Learning Objectives
By the end of this chapter, you will be able to:
- Understand when to use t-tests instead of z-tests
- Perform one-sample t-tests for small samples
- Perform independent samples t-tests
- Calculate pooled variance and degrees of freedom
- Interpret t-test results correctly
When to Use t-Test
Use t-test when:
- Testing claims about population means
- Sample size is small (n < 30)
- Population is approximately normal
- σ is unknown (always for small samples)
flowchart TD
A[Testing mean?]
B{Is σ known?}
C{Is n ≥ 30?}
D[Z-test]
E{Is population<br/>normal?}
F[t-test]
G[Non-parametric test]
A --> B
B -->|Yes| D
B -->|No| C
C -->|Yes| D
C -->|No| E
E -->|Yes/Approx| F
E -->|No| G
The t-Distribution
Properties
- Bell-shaped, symmetric around 0
- Heavier tails than normal distribution
- Depends on degrees of freedom (df)
- As df → ∞, t → z (normal)
flowchart LR
A["df = 5: Heavy tails"]
B["df = 15: Moderate tails"]
C["df = 30: Near normal"]
D["df = ∞: Normal"]
A --> B --> C --> D
One-Sample t-Test
Test Statistic
\[t = \frac{\bar{x} - \mu_0}{s/\sqrt{n}}\]Degrees of freedom: df = n - 1
Step-by-Step Example 1: One-Sample t-Test
Problem: A government claims average processing time is 30 minutes. A sample of 16 cases shows:
- Mean: 34 minutes
- Standard deviation: 8 minutes
Test at α = 0.05 if processing time exceeds 30 minutes.
Solution:
Step 1: State hypotheses
- $H_0: \mu = 30$
- $H_1: \mu > 30$ (right-tailed)
Step 2: Check conditions
- n = 16 < 30 (small sample)
- σ unknown
- Assume population is approximately normal
Step 3: Calculate test statistic \(t = \frac{34 - 30}{8/\sqrt{16}} = \frac{4}{2} = 2.00\)

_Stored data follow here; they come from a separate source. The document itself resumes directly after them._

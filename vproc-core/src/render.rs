//! # Frame Renderer
//!
//! Per-frame render step handed to the video decoder. Each decoded frame is
//! latched into the surface's frame buffer and then run through the active
//! filter, as one task on the processor's event pipeline, so the encoder's
//! source texture always holds the filtered newest frame.

use bytes::Bytes;
use parking_lot::Mutex;
use std::sync::Arc;
use thiserror::Error;
use tracing::trace;

use crate::filter::{FilterError, FilterSlot};
use crate::pipeline::{EventPipeline, PipelineError};
use crate::surface::{RenderSurface, SurfaceError};

/// Surface of one session, shared between the session and its renderer
pub type SharedSurface = Arc<Mutex<Box<dyn RenderSurface>>>;

pub fn share_surface(surface: Box<dyn RenderSurface>) -> SharedSurface {
    Arc::new(Mutex::new(surface))
}

#[derive(Debug, Clone, PartialEq, Eq, Error)]
pub enum RenderError {
    #[error(transparent)]
    Surface(#[from] SurfaceError),
    #[error(transparent)]
    Filter(#[from] FilterError),
}

/// Called on the pipeline worker once the frame has been drawn (or not)
pub type RenderCallback = Box<dyn FnOnce(Result<(), RenderError>) + Send + 'static>;

#[derive(Clone)]
pub struct FrameRenderer {
    surface: SharedSurface,
    filters: Arc<FilterSlot>,
    pipeline: Arc<EventPipeline>,
}

impl FrameRenderer {
    pub fn new(surface: SharedSurface, filters: Arc<FilterSlot>, pipeline: Arc<EventPipeline>) -> Self {
        Self { surface, filters, pipeline }
    }

    /// Queue latch and filter draw for a frame the decoder already wrote
    /// into the input texture through the shared GPU context.
    pub fn render<F>(&self, pts_us: i64, on_rendered: F) -> Result<(), PipelineError>
    where
        F: FnOnce(Result<(), RenderError>) + Send + 'static,
    {
        self.queue(pts_us, None, Box::new(on_rendered))
    }

    /// Queue an upload of packed pixels into the input texture, then latch and draw
    pub fn render_pixels<F>(&self, pts_us: i64, pixels: Bytes, on_rendered: F) -> Result<(), PipelineError>
    where
        F: FnOnce(Result<(), RenderError>) + Send + 'static,
    {
        self.queue(pts_us, Some(pixels), Box::new(on_rendered))
    }

    fn queue(&self, pts_us: i64, pixels: Option<Bytes>, on_rendered: RenderCallback) -> Result<(), PipelineError> {
        let surface = Arc::clone(&self.surface);
        let filters = Arc::clone(&self.filters);
        self.pipeline.submit(move || {
            let result = draw_frame(&surface, &filters, pts_us, pixels.as_deref());
            if let Err(e) = &result {
                trace!(pts = pts_us, "frame not rendered: {}", e);
            }
            on_rendered(result);
        })
    }
}

impl std::fmt::Debug for FrameRenderer {
    fn fmt(&self, f: &mut std::fmt::Formatter<'_>) -> std::fmt::Result {
        f.debug_struct("FrameRenderer").field("filters", &self.filters).finish()
    }
}

/// Surface lock before filter lock, the same order as a filter swap
fn draw_frame(
    surface: &SharedSurface,
    filters: &FilterSlot,
    pts_us: i64,
    pixels: Option<&[u8]>,
) -> Result<(), RenderError> {
    let mut surface = surface.lock();
    surface.make_current()?;
    if let Some(pixels) = pixels {
        surface.write_input(pixels)?;
    }
    surface.update_texture()?;
    filters.draw(pts_us)?;
    Ok(())
}
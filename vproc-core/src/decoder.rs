//! # Decoder Units
//!
//! Interface of the hardware decode sessions the processor drives.
//!
//! A decoder runs on its own thread once started and reports every decoded
//! sample as a [`SampleEvent`] on its output channel. Video decoders hand each
//! frame to their [`FrameRenderer`] and emit the event from its completion
//! callback, once the frame is latched and filtered, so video events carry
//! timing only. Audio events carry the decoded payload.

use bytes::Bytes;
use crossbeam_channel::{Receiver, Sender};
use std::fmt;
use thiserror::Error;

use crate::media::{SampleInfo, Size, Track};
use crate::render::FrameRenderer;
use crate::surface::{GpuContext, TextureId};

#[derive(Debug, Clone, PartialEq, Eq, Error)]
pub enum DecoderError {
    #[error("Unsupported codec: {0}")]
    UnsupportedCodec(String),
    #[error("{kind} decoder configure failed: {reason}")]
    Configure { kind: DecoderKind, reason: String },
    #[error("{0} decoder not prepared")]
    NotPrepared(DecoderKind),
    #[error("{0} decoder already released")]
    Released(DecoderKind),
    #[error("Decode failed: {0}")]
    DecodeFailed(String),
}

/// Which decoder an event came from
#[derive(Debug, Clone, Copy, PartialEq, Eq, Hash)]
pub enum DecoderKind {
    Video,
    Audio,
}

impl fmt::Display for DecoderKind {
    fn fmt(&self, f: &mut fmt::Formatter<'_>) -> fmt::Result {
        match self {
            DecoderKind::Video => f.write_str("video"),
            DecoderKind::Audio => f.write_str("audio"),
        }
    }
}

// ============================================================================
// Sample events
// ============================================================================

#[derive(Debug, Clone)]
pub struct SampleEvent {
    pub decoder: DecoderKind,
    pub info: SampleInfo,
    /// Decoded payload; audio only
    pub payload: Option<Bytes>,
}

impl SampleEvent {
    pub fn video(info: SampleInfo) -> Self {
        Self { decoder: DecoderKind::Video, info, payload: None }
    }

    pub fn audio(info: SampleInfo, payload: Bytes) -> Self {
        Self { decoder: DecoderKind::Audio, info, payload: Some(payload) }
    }
}

pub type SampleSender = Sender<SampleEvent>;
pub type SampleReceiver = Receiver<SampleEvent>;

/// Output channel of one decoder
pub fn sample_channel() -> (SampleSender, SampleReceiver) {
    crossbeam_channel::unbounded()
}

// ============================================================================
// Decoder traits
// ============================================================================

pub trait VideoDecoder: Send {
    /// Configure the hardware session; resolves the output dimensions
    fn prepare(&mut self) -> Result<(), DecoderError>;

    /// Begin producing samples
    fn start(&mut self) -> Result<(), DecoderError>;

    /// Stop producing and free the hardware session. Idempotent.
    fn release(&mut self);

    fn width(&self) -> u32;

    fn height(&self) -> u32;

    fn size(&self) -> Size {
        Size::new(self.width(), self.height())
    }
}

pub trait AudioDecoder: Send {
    fn prepare(&mut self) -> Result<(), DecoderError>;

    fn start(&mut self) -> Result<(), DecoderError>;

    fn release(&mut self);

    fn sample_rate(&self) -> u32;

    fn channels(&self) -> u16;
}

/// Everything a video decoder is bound to
pub struct VideoDecoderParams {
    pub track: Track,
    /// Rotated content size of the session
    pub target_size: Size,
    /// Context the decoder writes `input_texture` through
    pub context: GpuContext,
    pub input_texture: TextureId,
    /// Every decoded frame goes through here before its event is sent
    pub renderer: FrameRenderer,
    pub sink: SampleSender,
}

pub struct AudioDecoderParams {
    pub track: Track,
    pub sink: SampleSender,
}

pub trait DecoderFactory: Send + Sync {
    fn create_video(&self, params: VideoDecoderParams) -> Result<Box<dyn VideoDecoder>, DecoderError>;

    fn create_audio(&self, params: AudioDecoderParams) -> Result<Box<dyn AudioDecoder>, DecoderError>;
}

Step 4: Find critical value
- df = 16 - 1 = 15
- Right-tailed, α = 0.05
- From t-table: t* = 1.753
Step 5: Decision
- t = 2.00 > 1.753
- Reject H₀
Step 6: Conclusion At the 0.05 level of significance, there is sufficient evidence to conclude that average processing time exceeds 30 minutes.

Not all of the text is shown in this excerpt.